I have a few cracked ceramic tiles in a bathroom floor and was just pondering on some alternatives for flooring material in a bathroom. I wonder if Rhino Liner would work in a bathroom since it seems to work fine in a truck bed? If so, how would you prep the floor; remove all tiles, install on top of existing tiles, etc.? Thanks.


----------



## speedcop (Aug 7, 2013)

seems if you remove all the tiles might as well retile. Novel idea though, might be pretty cool. If I was to rhino it I would leave the tiles. might be tough to clean with that rough surface. One more important question, what does your wife think about it?


----------



## gobbleinwoods (Aug 8, 2013)

speedcop said:


> seems if you remove all the tiles might as well retile. Novel idea though, might be pretty cool. If I was to rhino it I would leave the tiles. might be tough to clean with that rough surface. One more important question, what does your wife think about it?



Think brush and shopvac.


----------



## Oldstick (Aug 8, 2013)

I agree that seems like a surface that will become very dirty and uncleanable in a short amount of time.

A rough, flat black, and somewhat porous surface.


----------



## SarahFair (Aug 8, 2013)

I would not want to use that stuff unless you want to get on your hands and knees with a scrub brush every time you clean the floors. 
It just seems like it would become a nightmare quick..


----------



## rjcruiser (Aug 8, 2013)

If you pull the tiles, I'd go with one of the garage floor paints specifically for concrete...or even concrete stain.


----------



## nhancedsvt (Aug 8, 2013)

Why is that people think bed liner will work anywhere?

Personally I think that would look about as redneck as you can get.


----------



## carver (Aug 8, 2013)

Think about resale


----------



## T-N-T (Aug 8, 2013)

Im all about alternative floor coverings.  But I have to say you should do differently.   BUT, I dont live with you, So Hey, give it a go!


----------



## state159 (Aug 8, 2013)

speedcop said:


> seems if you remove all the tiles might as well retile. Novel idea though, might be pretty cool. If I was to rhino it I would leave the tiles. might be tough to clean with that rough surface. One more important question, what does your wife think about it?

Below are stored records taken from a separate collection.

// SPDX-FileCopyrightText: 2026 rgbctrl contributors
//
// SPDX-License-Identifier: BSD-2-Clause

pub mod patch;
pub mod playlist;
pub mod state;

pub use patch::ConfigPatch;
pub use state::{Config, ConfigSnapshot, Mode};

Oh the wife doesn't even know that I'm thinking about it and it's really her bathroom. I need to let her think she came up with the idea, then we can proceed. LOL


----------



## westcobbdog (Aug 9, 2013)

Shop around for your closest matching tile in size and color. Then hire a local tile guy to install. Depending on the tile age it may be easy to match, or not. I refer a guy to clients who is a handy man up here in Atl., he matched my neighbors 14 yr old tile really closely. Maybe a local Realtor could give you a lead.


----------



## T-N-T (Aug 10, 2013)

Throw rugs are like $10 or $20


----------



## ambush80 (Aug 10, 2013)

I'd put a drain in the floor first.  Maybe put the Rhino liner a foot up the wall.  Maybe some diamond plate on the walls and on the ceiling.  With that set up you might want a hose bib, hose and sprayer attachment for easy clean up.  Wait....That's MY dream bathroom.


----------



## chadf (Aug 10, 2013)

What in the world are y'all doing in the bathroom to need it rhino lined?
That's serious play.....


----------



## T.P. (Aug 10, 2013)

Do the floor and walls and just leave the tub unfinished. Then hang a truck mirror above the 24" tire sink. The ultimate mans bathroom.


----------



## bfriendly (Aug 13, 2013)

ambush80 said:


> I'd put a drain in the floor first.  Maybe put the Rhino liner a foot up the wall.  Maybe some diamond plate on the walls and on the ceiling.  With that set up you might want a hose bib, hose and sprayer attachment for easy clean up.  Wait....That's MY dream bathroom.



^^^^^^^^^^This

Didn't think about the Diamond plate touch, Genius!


----------



## TJay (Aug 14, 2013)

You might be a redneck if...    Jeff Foxworthy would love it!


----------



## mikey1297 (Aug 14, 2013)

nhancedsvt said:


> why is that people think bed liner will work anywhere?
> 
> Personally i think that would look about as redneck as you can get.



++1


----------